NF-κB and P38 MAPK Inhibition Improve Survival in Endotoxin Shock and in a Cecal Ligation and Puncture Model of Sepsis in Combination With Antibiotic Therapy

• Published in: The Journal of surgical research Vol. 152; no. 1; pp. 46 - 53
• Main Authors: O'Sullivan, Adrian W., M.B, Wang, Jiang Huai, Ph.D, Redmond, Henry P., M.Ch., F.R.C.S.I
• Format: Journal Article
• Language: English
• Published: Elsevier Inc 01.03.2009
• Subjects: antibiotics; cecal ligation and puncture; cytokines; sepsis; signal transduction; Surgery; cytokines; signal transduction; antibiotics; sepsis; cecal ligation and puncture
• ISSN: 0022-4804; 1095-8673
• DOI: 10.1016/j.jss.2008.04.030

Background Nuclear factor-kappa B (NF-κB) and p38 mitogen-activated protein kinase (MAPK) are critical intracellular signal transduction pathways that mediate the systemic inflammatory response syndrome. Antibiotics induce bacterial lysis, which also contributes to cytokine production and the inflammatory response by activating NF-κB and p38 kinase. In this study, we set out to examine the effects of inhibition of p38 MAPK and NF-κB translation in in vivo models of sepsis. Materials and methods Intraperitoneal lipopolysaccharide (30 mg/kg), tail vein injection of bacteria ( Staphylococcus aureus + Salmonella Typhimurium , 5 × 107 colony forming units/kg) and cecal ligation and puncture (CLP) with or without antibiotics (Augmentin, 100 mg/kg) were the septic models used. Animals received control, SB-202190 (a p38 inhibitor), or SN-50 (an NF-κB inhibitor), and mortality was assessed by log-rank analysis. Blood was collected at different time points for cytokine analysis, and splenic tissue was used for cytoplasmic protein extraction to assess kinase activation. Results SB-202190 and SN-50 resulted in significant survival benefit in the lipopolysaccharide model ( P = 0.0006) but not bacterial or CLP models ( P = 0.9 and 0.3, respectively). SB-202190 and SN-50, in combination with antibiotic, resulted in a significant survival benefit in the CLP model ( P = 0.0001 and 0.006, respectively).
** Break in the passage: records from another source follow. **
//! Rendering of the scene from the active camera.
//!
//! [`Renderer`] is what the orchestrator drives: select a camera, render the scene to a PNG at a
//! path. [`RasterRenderer`] is a CPU z-buffer rasterizer with diffuse shading from the scene
//! lights. It casts no shadows.

use cgmath::prelude::*;
use cgmath::{Point3, Vector3};
use image::{ImageFormat, Rgb, RgbImage};
use itertools::Itertools;
use thiserror::Error;

use std::path::Path;

use crate::camera::Camera;
use crate::config::{RenderConfig, RenderEngine};
use crate::lighting::{Light, LightKind};
use crate::mesh::Mesh;
use crate::physics::PhysicsWorld;
use crate::scene::SceneState;

/// Camera space points closer than this are clipped.
const NEAR_PLANE: f64 = 1e-3;
/// Albedo of imported objects, which carry no materials.
const OBJECT_ALBEDO: [f64; 3] = [0.7, 0.7, 0.7];
const GAMMA: f64 = 2.2;

#[derive(Debug, Error)]
pub enum RenderError {
    #[error("no active camera")]
    NoCamera,
    #[error("could not write image: {0}")]
    Image(#[from] image::ImageError),
    #[error("could not write image: {0}")]
    IOError(#[from] std::io::Error),
}

/// Something that can turn a scene into an image file.
pub trait Renderer {
    fn set_active_camera(&mut self, camera: &Camera);

    /// Render the scene from the active camera and write a PNG to `path`.
    fn render_to<W: PhysicsWorld>(
        &mut self,
        scene: &SceneState<W>,
        path: &Path,
    ) -> Result<(), RenderError>;
}

struct Surface<'a> {
    mesh: &'a Mesh,
    albedo: [f64; 3],
    /// Only draw faces whose winding normal points at the camera.
    cull_backfaces: bool,
}

struct Frame {
    width: u32,
    height: u32,
    color: Vec<[f64; 3]>,
    /// 1 / depth of the closest surface per pixel, 0 if empty.
    inv_depth: Vec<f64>,
}

/// Vertex after transformation to camera space.
#[derive(Debug, Clone, Copy)]
struct ClipVertex {
    camera: Vector3<f64>,
    world: Point3<f64>,
}

/// Clip a polygon against the near plane.
fn clip_near(polygon: &[ClipVertex]) -> Vec<ClipVertex> {
    let inside = |v: &ClipVertex| v.camera.z <= -NEAR_PLANE;
    let mut out = Vec::with_capacity(polygon.len() + 2);
    for (i, current) in polygon.iter().enumerate() {
        let next = &polygon[(i + 1) % polygon.len()];
        if inside(current) {
            out.push(*current);
        }
        if inside(current) != inside(next) {
            let t = (-NEAR_PLANE - current.camera.z) / (next.camera.z - current.camera.z);
            out.push(ClipVertex {
                camera: current.camera.lerp(next.camera, t),
                world: current.world + (next.world - current.world) * t,
            });
        }
    }
    out
}

/// Irradiance arriving at `p` with surface normal `n`.
fn irradiance(p: Point3<f64>, n: Vector3<f64>, lights: &[Light], ambient: f64) -> [f64; 3] {
    let mut e = [ambient; 3];
    for light in lights {
        let to_light = light.position - p;
        let d2 = to_light.magnitude2();
        if d2 <= 0.0 {
            continue;
        }
        let l = to_light / d2.sqrt();
        let cos_surface = n.dot(l);
        if cos_surface <= 0.0 {
            continue;
        }
        let intensity = match light.kind {
            LightKind::Point => light.energy / (4.0 * std::f64::consts::PI),
            LightKind::Area { .. } => {
                let cos_light = light.direction.dot(-l);
                if cos_light <= 0.0 {
                    continue;
                }
                light.energy / std::f64::consts::PI * cos_light
            }
        };
        let scale = intensity * cos_surface / d2;
        for (c, k) in e.iter_mut().zip(light.color.iter()) {
            *c += scale * k;
        }
    }
    e
}

fn edge(a: (f64, f64), b: (f64, f64), p: (f64, f64)) -> f64 {
    (b.0 - a.0) * (p.1 - a.1) - (b.1 - a.1) * (p.0 - a.0)
}

#[derive(Debug, Clone)]
pub struct RasterRenderer {
    pub width: u32,
    pub height: u32,
    pub engine: RenderEngine,
    pub exposure: f64,
    camera: Option<Camera>,
}

impl RasterRenderer {
    pub fn new(config: &RenderConfig) -> Self {
        RasterRenderer {
            width: config.resolution_x,
            height: config.resolution_y,
            engine: config.engine,
            exposure: config.exposure,
            camera: None,
        }
    }

    pub fn active_camera(&self) -> Option<&Camera> {
        self.camera.as_ref()
    }

    fn draw_triangle(
        &self,
        frame: &mut Frame,
        camera: &Camera,
        surface: &Surface,
        corners: [Point3<f64>; 3],
        lights: &[Light],
        ambient: f64,
    ) {
        let mut normal = (corners[1] - corners[0]).cross(corners[2] - corners[0]);
        if normal.magnitude2() == 0.0 {
            return;
        }
        normal = normal.normalize();
        let facing = normal.dot(camera.position - corners[0]);
        if facing <= 0.0 {
            if surface.cull_backfaces {
                return;
            }
            normal = -normal;
        }

        let polygon = corners
            .iter()
            .map(|p| ClipVertex {
                camera: camera.to_camera(*p),
                world: *p,
            })
            .collect::<Vec<_>>();
        let polygon = clip_near(&polygon);
        if polygon.len() < 3 {
            return;
        }

        let flat_color = match self.engine {
            RenderEngine::Flat => {
                let centroid = Point3::centroid(&corners);
                Some(irradiance(centroid, normal, lights, ambient))
            }
            RenderEngine::Shaded => None,
        };

        let projected = polygon
            .iter()
            .filter_map(|v| {
                camera
                    .project_camera(v.camera, frame.width, frame.height)
                    .map(|s| (s, 1.0 / -v.camera.z, v.world))
            })
            .collect::<Vec<_>>();
        if projected.len() != polygon.len() {
            return;
        }

        // fan triangulation of the clipped polygon
        for (b, c) in (1..projected.len()).tuple_windows() {
            let tri = [projected[0], projected[b], projected[c]];
            let area = edge(tri[0].0, tri[1].0, tri[2].0);
            if area.abs() < 1e-12 {
                continue;
            }
            let min_x = tri.iter().map(|t| (t.0).0).fold(std::f64::INFINITY, f64::min);
            let max_x = tri.iter().map(|t| (t.0).0).fold(std::f64::NEG_INFINITY, f64::max);
            let min_y = tri.iter().map(|t| (t.0).1).fold(std::f64::INFINITY, f64::min);
            let max_y = tri.iter().map(|t| (t.0).1).fold(std::f64::NEG_INFINITY, f64::max);
            let x0 = min_x.floor().max(0.0) as u32;
            let y0 = min_y.floor().max(0.0) as u32;
            let x1 = (max_x.ceil().min(frame.width as f64)).max(0.0) as u32;
            let y1 = (max_y.ceil().min(frame.height as f64)).max(0.0) as u32;

            for y in y0..y1 {
                for x in x0..x1 {
                    let p = (x as f64 + 0.5, y as f64 + 0.5);
                    let w0 = edge(tri[1].0, tri[2].0, p) / area;
                    let w1 = edge(tri[2].0, tri[0].0, p) / area;
                    let w2 = edge(tri[0].0, tri[1].0, p) / area;
                    if w0 < 0.0 || w1 < 0.0 || w2 < 0.0 {
                        continue;
                    }
                    let inv_z = w0 * tri[0].1 + w1 * tri[1].1 + w2 * tri[2].1;
                    let index = (y * frame.width + x) as usize;
                    if inv_z <= frame.inv_depth[index] {
                        continue;
                    }
                    frame.inv_depth[index] = inv_z;
                    let e = match flat_color {
                        Some(e) => e,
                        None => {
                            // perspective correct world position
                            let world = (tri[0].2.to_vec() * (w0 * tri[0].1)
                                + tri[1].2.to_vec() * (w1 * tri[1].1)
                                + tri[2].2.to_vec() * (w2 * tri[2].1))
                                / inv_z;
                            irradiance(Point3::from_vec(world), normal, lights, ambient)
                        }
                    };
                    let pixel = &mut frame.color[index];
                    for i in 0..3 {
                        pixel[i] = surface.albedo[i] / std::f64::consts::PI * e[i];
                    }
                }
            }
        }
    }

    /// Render the scene from the active camera into an image.
    pub fn render<W: PhysicsWorld>(&self, scene: &SceneState<W>) -> Result<RgbImage, RenderError> {
        let camera = self.camera.as_ref().ok_or(RenderError::NoCamera)?;
        let pixels = (self.width * self.height) as usize;
        let mut frame = Frame {
            width: self.width,
            height: self.height,
            color: vec![[0.0; 3]; pixels],
            inv_depth: vec![0.0; pixels],
        };

        let mut surfaces = Vec::new();
        if let Some(enclosure) = scene.enclosure() {
            surfaces.push(Surface {
                mesh: &enclosure.mesh,
                albedo: enclosure.material.base_color,
                cull_backfaces: true,
            });
        }
        if let Some(rested) = &scene.object {
            surfaces.push(Surface {
                mesh: &rested.object.mesh,
                albedo: OBJECT_ALBEDO,
                cull_backfaces: false,
            });
        }

        for surface in surfaces.iter() {
            for (a, b, c) in surface.mesh.iter_triangles() {
                self.draw_triangle(
                    &mut frame,
                    camera,
                    surface,
                    [a, b, c],
                    &scene.lights.lights,
                    scene.world_ambient,
                );
            }
        }

        let exposure = self.exposure;
        let image = RgbImage::from_fn(self.width, self.height, |x, y| {
            let c = frame.color[(y * self.width + x) as usize];
            let encode = |v: f64| ((v * exposure).max(0.0).min(1.0).powf(1.0 / GAMMA) * 255.0).round() as u8;
            Rgb([encode(c[0]), encode(c[1]), encode(c[2])])
        });
        Ok(image)
    }
}

impl Renderer for RasterRenderer {
    fn set_active_camera(&mut self, camera: &Camera) {
        self.camera = Some(camera.clone());
    }

    fn render_to<W: PhysicsWorld>(
        &mut self,
        scene: &SceneState<W>,
        path: &Path,
    ) -> Result<(), RenderError> {
        let image = self.render(scene)?;
        image.save_with_format(path, ImageFormat::Png)?;
        Ok(())
    }
}

#[cfg(test)]
fn test_scene(with_object: bool) -> SceneState {
    use crate::camera::CameraRig;
    use crate::config::Config;
    use crate::enclosure::Enclosure;
    use crate::lighting::LightSet;
    use crate::physics::{ImpulseWorld, WorldSettings};
    use crate::seed::DeterministicRng;

    let config = Config::default();
    let mut scene = SceneState::new(ImpulseWorld::new(WorldSettings::from_config(&config.physics)));
    let mut rng = DeterministicRng::new(9);
    scene
        .set_enclosure(Enclosure::build(&config.enclosure, &mut rng))
        .unwrap();
    scene.lights = LightSet::generate(&config.lighting, 0.7, &mut rng);
    scene.rig = CameraRig::generate(&config.camera, 0.7, &mut rng);
    if with_object {
        let mut mesh = Mesh::cube(0.2);
        mesh.translate(Vector3::new(0.0, 0.0, -0.25));
        let pose = crate::pose::Pose {
            position: Point3::new(0.0, 0.0, -0.25),
            rotation: [0.0; 3],
        };
        scene.object = Some(crate::pose::Rested {
            object: crate::mesh::NormalizedObject {
                mesh,
                scale: 1.0,
                dimensions: Vector3::new(0.2, 0.2, 0.2),
            },
            initial: pose,
            pose,
        });
    }
    scene
}

#[cfg(test)]
fn test_renderer(engine: RenderEngine) -> RasterRenderer {
    RasterRenderer::new(&RenderConfig {
        resolution_x: 64,
        resolution_y: 48,
        engine,
        exposure: 0.08,
    })
}

#[test]
fn test_render_requires_camera() {
    let scene = test_scene(false);
    match test_renderer(RenderEngine::Shaded).render(&scene) {
        Err(RenderError::NoCamera) => (),
        other => panic!("expected no camera error, got {:?}", other.map(|_| ())),
    }
}

#[test]
fn test_enclosure_fills_view() {
    let scene = test_scene(false);
    let mut renderer = test_renderer(RenderEngine::Shaded);
    renderer.set_active_camera(scene.rig.get("top").unwrap());
    let image = renderer.render(&scene).unwrap();
    assert_eq!(image.dimensions(), (64, 48));
    // the floor is lit, so the center is not black
    let center = image.get_pixel(32, 24);
    assert!(center.0.iter().any(|c| *c > 0));
}

#[test]
fn test_object_visible_from_top() {
    let empty = test_scene(false);
    let full = test_scene(true);
    for engine in [RenderEngine::Shaded, RenderEngine::Flat].iter() {
        let mut renderer = test_renderer(*engine);
        renderer.set_active_camera(full.rig.get("top").unwrap());
        let a = renderer.render(&empty).unwrap();
        let b = renderer.render(&full).unwrap();
        assert_ne!(a.get_pixel(32, 24), b.get_pixel(32, 24));
    }
}

#[test]
fn test_render_to_png() {
    let dir = tempfile::tempdir().unwrap();
    let path = dir.path().join("frame.png");
    let scene = test_scene(true);
    let mut renderer = test_renderer(RenderEngine::Flat);
    renderer.set_active_camera(scene.rig.get("front_left").unwrap());
    renderer.render_to(&scene, &path).unwrap();
    let image = image::open(&path).unwrap();
    assert_eq!(image.width(), 64);
}

#[test]
fn test_clip_near_plane() {
    let v = |z: f64| ClipVertex {
        camera: Vector3::new(0.0, 0.0, z),
        world: Point3::new(0.0, 0.0, z),
    };
    assert_eq!(clip_near(&[v(-1.0), v(-2.0), v(-3.0)]).len(), 3);
    assert_eq!(clip_near(&[v(1.0), v(2.0), v(3.0)]).len(), 0);
    let clipped = clip_near(&[v(-1.0), v(1.0), v(-2.0)]);
    assert_eq!(clipped.len(), 4);
    assert!(clipped.iter().all(|c| c.camera.z <= -NEAR_PLANE + 1e-12));
}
Circulating levels of both tumor necrosis factor-alpha and interleukin-6 were significantly reduced at 2 h ( P = 0.047 and 0.036, respectively) and Western blot demonstrated down-regulation of p38 kinase 2 h after CLP in animals treated with p38MAPK and SN-50 inhibitors in combination with antibiotics. Conclusions We have demonstrated that p-38 and NF-κB inhibition improve survival in endotoxin shock, whereas the survival benefit in polymicrobial sepsis requires coexistent antibiotic treatment.